Als einziger Schwarzer im CDU-Bundesvorstand
Wer den Lebenslauf von Joe Chialo liest, dem wird klar: Gewöhnlich war das bisherige Leben des 52-Jährigen nicht. Der gläubige CDU-Politiker Joe Chialo hat für das Buch «Der Kampf geht weiter. Mein Leben zwischen zwei Welten» seinen Werdegang nacherzählt.
Schon seine Grosseltern seien tiefgläubige Menschen gewesen, beginnt Chialo seine Autobiografie. In Tansania entdeckten Lehrer und Eltern das Talent seines Grossvaters und schickten ihn auf die Schule eines Benediktinerklosters. Auch dessen Sohn, Joe Chialos Vater, zeigte früh Talent und bekam ein Stipendium für einen Studienaufenthalt in Deutschland. Er studierte in Marburg Volkswirtschaft und wurde in den 60er Jahren Diplomat für Tansania in Deutschland.
Im Internat
Während des Dienstes in Bonn wurde Joe geboren. Als seine Eltern 1979 zur Botschaft in Schweden versetzt wurden, brachten sie ihn und seinen Bruder in das katholische Internat der Salesianer im Kloster Marienhausen in Rüdesheim-Aulhausen am Rhein. «Als gläubige Menschen waren sie immer in christlichen Gemeinden engagiert und hatten schon vor meiner Geburt in Deutschland eine Reihe von Gemeinden und Priestern kennengelernt», schreibt Chialo. Einer davon war Pater Karl Oerder, der dem Orden der Salesianer Don Boscos angehörte und für das Leben Chialos noch wichtig werden sollte. Bei ihm erhielten Chialo und sein Bruder Kommunions- und Bibelunterricht. «Er las mit uns in der Bibel und festigte in vielen Diskussionen im Kleinen wie im Grossen meinen Glauben», schreibt Chialo.
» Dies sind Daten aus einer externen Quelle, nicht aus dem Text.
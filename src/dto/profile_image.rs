use serde::{Deserialize, Serialize};
use utoipa::ToSchema;

/// Multipart form with a single `file` part.
#[allow(dead_code)]
#[derive(ToSchema)]
pub struct ProfileImageUpload {
    #[schema(value_type = String, format = Binary)]
    pub file: Vec<u8>,
}

#[derive(Debug, Deserialize, Serialize, ToSchema)]
pub struct ProfileImageResponse {
    pub url: String,
}
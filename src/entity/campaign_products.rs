use sea_orm::entity::prelude::*;

#[derive(Clone, Debug, PartialEq, DeriveEntityModel)]
#[sea_orm(table_name = "campaign_products")]
pub struct Model {
    #[sea_orm(primary_key, auto_increment = false)]
    pub id: Uuid,
    pub campaign_id: Uuid,
    pub product_id: Uuid,
    pub created_at: DateTimeWithTimeZone,
}

#[derive(Copy, Clone, Debug, EnumIter, DeriveRelation)]
pub enum Relation {
    #[sea_orm(
        belongs_to = "super::campaigns::Entity",
        from = "Column::CampaignId",
        to = "super::campaigns::Column::Id"
    )]
    Campaigns,
    #[sea_orm(
        belongs_to = "super::products::Entity",
        from = "Column::ProductId",
        to = "super::products::Column::Id"
    )]
    Products,
}

impl Related<super::campaigns::Entity> for Entity {
    fn to() -> RelationDef {
        Relation::Campaigns.def()
    }
}

impl Related<super::products::Entity> for Entity {
    fn to() -> RelationDef {
        Relation::Products.def()
    }
}

impl ActiveModelBehavior for ActiveModel {}
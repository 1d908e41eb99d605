//! In-process repository used by tests and local experiments.

use std::collections::HashSet;
use std::sync::{Arc, RwLock, RwLockReadGuard, RwLockWriteGuard};

use anyhow::anyhow;
use async_trait::async_trait;
use uuid::Uuid;

use crate::{
    error::{AppError, AppResult},
    models::{
        AuditEntry, Business, Campaign, CampaignProduct, Category, DigitalContact, Favorite,
        FavoriteTarget, Product, Timezone,
    },
    repository::{
        AuditRepository, BusinessRepository, CampaignQuery, CampaignRepository,
        CategoryRepository, DigitalContactRepository, FavoriteRepository, ProductRepository,
        TimezoneRepository,
    },
};

#[derive(Default)]
struct Tables {
    businesses: Vec<Business>,
    products: Vec<Product>,
    categories: Vec<Category>,
    campaigns: Vec<Campaign>,
    campaign_products: Vec<CampaignProduct>,
    digital_contacts: Vec<DigitalContact>,
    favorites: Vec<Favorite>,
    timezones: Vec<Timezone>,
    audit: Vec<AuditEntry>,
}

/// Rows are kept in insertion order, which stands in for query order.
#[derive(Clone, Default)]
pub struct MemoryRepository {
    tables: Arc<RwLock<Tables>>,
}

impl MemoryRepository {
    pub fn new() -> Self {
        Self::default()
    }

    fn read(&self) -> AppResult<RwLockReadGuard<'_, Tables>> {
        self.tables
            .read()
            .map_err(|e| AppError::Internal(anyhow!("failed to acquire read lock: {e}")))
    }

    fn write(&self) -> AppResult<RwLockWriteGuard<'_, Tables>> {
        self.tables
            .write()
            .map_err(|e| AppError::Internal(anyhow!("failed to acquire write lock: {e}")))
    }

    pub fn audit_entries(&self) -> AppResult<Vec<AuditEntry>> {
        Ok(self.read()?.audit.clone())
    }

    pub fn favorite_count(&self) -> AppResult<usize> {
        Ok(self.read()?.favorites.len())
    }
}

#[async_trait]
impl BusinessRepository for MemoryRepository {
    async fn find_business(&self, id: Uuid) -> AppResult<Option<Business>> {
        Ok(self.read()?.businesses.iter().find(|b| b.id == id).cloned())
    }

    async fn find_businesses_by_owner(&self, owner_id: Uuid) -> AppResult<Vec<Business>> {
        Ok(self
            .read()?
            .businesses
            .iter()
            .filter(|b| b.owner_id == owner_id)
            .cloned()
            .collect())
    }

    async fn business_name_exists(&self, name: &str) -> AppResult<bool> {
        let name = name.to_lowercase();
        Ok(self
            .read()?
            .businesses
            .iter()
            .any(|b| b.name.to_lowercase() == name))
    }

    async fn business_alias_exists(&self, alias: &str) -> AppResult<bool> {
        Ok(self.read()?.businesses.iter().any(|b| b.alias == alias))
    }

    async fn insert_business(&self, business: Business) -> AppResult<Option<Business>> {
        let mut tables = self.write()?;
        let name = business.name.to_lowercase();
        if tables.businesses.iter().any(|b| b.name.to_lowercase() == name) {
            return Err(AppError::Conflict(format!(
                "a business named '{}' already exists",
                business.name
            )));
        }
        if tables.businesses.iter().any(|b| b.alias == business.alias) {
            return Ok(None);
        }
        tables.businesses.push(business.clone());
        Ok(Some(business))
    }

    async fn delete_business(&self, id: Uuid) -> AppResult<bool> {
        let mut tables = self.write()?;
        let before = tables.businesses.len();
        tables.businesses.retain(|b| b.id != id);
        if tables.businesses.len() == before {
            return Ok(false);
        }

        let product_ids: HashSet<Uuid> = tables
            .products
            .iter()
            .filter(|p| p.business_id == id)
            .map(|p| p.id)
            .collect();
        let campaign_ids: HashSet<Uuid> = tables
            .campaigns
            .iter()
            .filter(|c| c.business_id == id)
            .map(|c| c.id)
            .collect();

        tables.products.retain(|p| p.business_id != id);
        tables.campaigns.retain(|c| c.business_id != id);
        tables.digital_contacts.retain(|c| c.business_id != id);
        tables.campaign_products.retain(|link| {
            !campaign_ids.contains(&link.campaign_id) && !product_ids.contains(&link.product_id)
        });
        tables.favorites.retain(|f| match f.target {
            FavoriteTarget::Store(store_id) => store_id != id,
            FavoriteTarget::Product(product_id) => !product_ids.contains(&product_id),
            FavoriteTarget::Offer(campaign_id) => !campaign_ids.contains(&campaign_id),
        });
        Ok(true)
    }
}

#[async_trait]
impl ProductRepository for MemoryRepository {
    async fn find_product(&self, id: Uuid) -> AppResult<Option<Product>> {
        Ok(self.read()?.products.iter().find(|p| p.id == id).cloned())
    }

    async fn insert_product(&self, product: Product) -> AppResult<Product> {
        self.write()?.products.push(product.clone());
        Ok(product)
    }
}

#[async_trait]
impl CategoryRepository for MemoryRepository {
    async fn list_active_categories(&self) -> AppResult<Vec<Category>> {
        let mut categories: Vec<Category> = self
            .read()?
            .categories
            .iter()
            .filter(|c| c.active)
            .cloned()
            .collect();
        categories.sort_by(|a, b| a.name.cmp(&b.name));
        Ok(categories)
    }

    async fn find_category(&self, id: Uuid) -> AppResult<Option<Category>> {
        Ok(self.read()?.categories.iter().find(|c| c.id == id).cloned())
    }

    async fn find_categories_by_parent(&self, parent_id: Uuid) -> AppResult<Vec<Category>> {
        let mut categories: Vec<Category> = self
            .read()?
            .categories
            .iter()
            .filter(|c| c.parent_id == Some(parent_id))
            .cloned()
            .collect();
        categories.sort_by(|a, b| a.name.cmp(&b.name));
        Ok(categories)
    }

    async fn insert_category(&self, category: Category) -> AppResult<Category> {
        self.write()?.categories.push(category.clone());
        Ok(category)
    }
}

#[async_trait]
impl CampaignRepository for MemoryRepository {
    async fn find_campaign(&self, id: Uuid) -> AppResult<Option<Campaign>> {
        Ok(self.read()?.campaigns.iter().find(|c| c.id == id).cloned())
    }

    async fn list_campaigns(&self, query: &CampaignQuery) -> AppResult<(Vec<Campaign>, u64)> {
        let mut matches: Vec<Campaign> = self
            .read()?
            .campaigns
            .iter()
            .filter(|c| query.filter.matches(c))
            .cloned()
            .collect();

        matches.sort_by(|a, b| {
            query
                .sort
                .iter()
                .map(|sort| sort.compare(a, b))
                .find(|ordering| ordering.is_ne())
                .unwrap_or_else(|| a.id.cmp(&b.id))
        });

        let total = matches.len() as u64;
        let items = matches
            .into_iter()
            .skip(query.page.saturating_mul(query.size) as usize)
            .take(query.size as usize)
            .collect();
        Ok((items, total))
    }

    async fn insert_campaign(&self, campaign: Campaign) -> AppResult<Campaign> {
        self.write()?.campaigns.push(campaign.clone());
        Ok(campaign)
    }

    async fn update_campaign(&self, campaign: Campaign) -> AppResult<Campaign> {
        let mut tables = self.write()?;
        let slot = tables
            .campaigns
            .iter_mut()
            .find(|c| c.id == campaign.id)
            .ok_or_else(|| AppError::not_found("Campaign"))?;
        *slot = campaign.clone();
        Ok(campaign)
    }

    async fn find_campaign_product(
        &self,
        campaign_id: Uuid,
        product_id: Uuid,
    ) -> AppResult<Option<CampaignProduct>> {
        Ok(self
            .read()?
            .campaign_products
            .iter()
            .find(|link| link.campaign_id == campaign_id && link.product_id == product_id)
            .cloned())
    }

    async fn insert_campaign_product(&self, link: CampaignProduct) -> AppResult<CampaignProduct> {
        let mut tables = self.write()?;
        if tables
            .campaign_products
            .iter()
            .any(|l| l.campaign_id == link.campaign_id && l.product_id == link.product_id)
        {
            return Err(AppError::Conflict(
                "product is already linked to this campaign".into(),
            ));
        }
        tables.campaign_products.push(link.clone());
        Ok(link)
    }
}

#[async_trait]
impl DigitalContactRepository for MemoryRepository {
    async fn list_digital_contacts(&self) -> AppResult<Vec<DigitalContact>> {
        Ok(self.read()?.digital_contacts.clone())
    }

    async fn find_digital_contact(&self, id: Uuid) -> AppResult<Option<DigitalContact>> {
        Ok(self
            .read()?
            .digital_contacts
            .iter()
            .find(|c| c.id == id)
            .cloned())
    }

    async fn find_digital_contacts_by_business(
        &self,
        business_id: Uuid,
    ) -> AppResult<Vec<DigitalContact>> {
        Ok(self
            .read()?
            .digital_contacts
            .iter()
            .filter(|c| c.business_id == business_id)
            .cloned()
            .collect())
    }

    async fn find_digital_contact_by_type(
        &self,
        business_id: Uuid,
        contact_type: &str,
    ) -> AppResult<Option<DigitalContact>> {
        Ok(self
            .read()?
            .digital_contacts
            .iter()
            .find(|c| c.business_id == business_id && c.contact_type == contact_type)
            .cloned())
    }

    async fn insert_digital_contact(&self, contact: DigitalContact) -> AppResult<DigitalContact> {
        self.write()?.digital_contacts.push(contact.clone());
        Ok(contact)
    }
}

#[async_trait]
impl FavoriteRepository for MemoryRepository {
    async fn find_favorites_by_user(&self, user_id: Uuid) -> AppResult<Vec<Favorite>> {
        Ok(self
            .read()?
            .favorites
            .iter()
            .filter(|f| f.user_id == user_id)
            .cloned()
            .collect())
    }

    async fn find_favorite(&self, id: Uuid) -> AppResult<Option<Favorite>> {
        Ok(self.read()?.favorites.iter().find(|f| f.id == id).cloned())
    }

    async fn find_favorite_by_target(
        &self,
        user_id: Uuid,
        target: FavoriteTarget,
    ) -> AppResult<Option<Favorite>> {
        Ok(self
            .read()?
            .favorites
            .iter()
            .find(|f| f.user_id == user_id && f.target == target)
            .cloned())
    }

    async fn insert_favorite(&self, favorite: Favorite) -> AppResult<Favorite> {
        let mut tables = self.write()?;
        if tables
            .favorites
            .iter()
            .any(|f| f.user_id == favorite.user_id && f.target == favorite.target)
        {
            return Err(AppError::Conflict("favorite already exists".into()));
        }
        tables.favorites.push(favorite.clone());
        Ok(favorite)
    }

    async fn delete_favorite(&self, id: Uuid) -> AppResult<bool> {
        let mut tables = self.write()?;
        let before = tables.favorites.len();
        tables.favorites.retain(|f| f.id != id);
        Ok(tables.favorites.len() != before)
    }
}

#[async_trait]
impl TimezoneRepository for MemoryRepository {
    async fn list_timezones(&self, active_only: bool) -> AppResult<Vec<Timezone>> {
        let mut timezones: Vec<Timezone> = self
            .read()?
            .timezones
            .iter()
            .filter(|tz| !active_only || tz.active)
            .cloned()
            .collect();
        timezones.sort_by(|a, b| a.name.cmp(&b.name));
        Ok(timezones)
    }

    async fn find_timezone(&self, id: Uuid) -> AppResult<Option<Timezone>> {
        Ok(self.read()?.timezones.iter().find(|tz| tz.id == id).cloned())
    }

    async fn insert_timezone(&self, timezone: Timezone) -> AppResult<Timezone> {
        self.write()?.timezones.push(timezone.clone());
        Ok(timezone)
    }
}

#[async_trait]
impl AuditRepository for MemoryRepository {
    async fn record_audit(&self, entry: AuditEntry) -> AppResult<()> {
        self.write()?.audit.push(entry);
        Ok(())
    }
}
Im Internat herrschten «Zucht und Ordnung», erinnert sich der Autor. «Vor jedem Essen wurde gebetet, abends wurde gebetet und am Sonntag ging es mit der ganzen Familie in die Kirche.» Pater Oerder sorgte dafür, dass Chialo und sein Bruder später ins christliche Gymnasium in Neunkirchen-Seelscheid kamen, wo sie Abitur machten. «Ein Elite-Internat», so Chialo, «das die dort tätigen Ordensbrüder sicher nie so nennen würden, aber man stellte einen ganz klaren Anspruch an die Schüler.»
Politik und Musik
Schon als Jugendlicher interessierte sich Chialo besonders für zwei Dinge: Politik und Musik. Und beide sollten sein späteres Leben bestimmen. Bei dem Besuch eines Vortrages von Guido Westerwelle kam ihm erstmals der Wunsch, so wie der FDP-Politiker später einmal geschliffene Reden zu halten und schlagkräftige Argumente auszutauschen. Die ideologische Basis für seine spätere Politik habe er bei den katholischen Geistlichen bekommen. «Die Patres waren weltoffen und konservativ, und damit CDU-nah. Über die Weltpolitik wurde fast jeden Abend gesprochen.»
Es folgte für Chialo eine Ausbildung als Zerspanungsmechaniker in Nürnberg. Im Jahr 1990 trat er, 20-jährig, bei den Grünen ein und studierte Politik, Geschichte und wirtschaftliche Staatswissenschaften. Sein Nebenjob: Türsteher in einer Diskothek. Schliesslich wurde Chialo Sänger und Frontman der Metal-Band «Blue Manner Haze». Noch heute kann man deren Hits wie «By Any Means» oder «One By One», deren Videosclips damals bei MTV gespielt wurden, im Internet sehen. «Kein Fremdschämen, richtig geil!», schreibt Chialo heute rückblickend nicht ohne Stolz. Die Band spielte auf Festivals wie Rock am Ring und Bizarre und war Nachfolgeband von Grössen wie Joy Division und Slash von Guns N’ Roses.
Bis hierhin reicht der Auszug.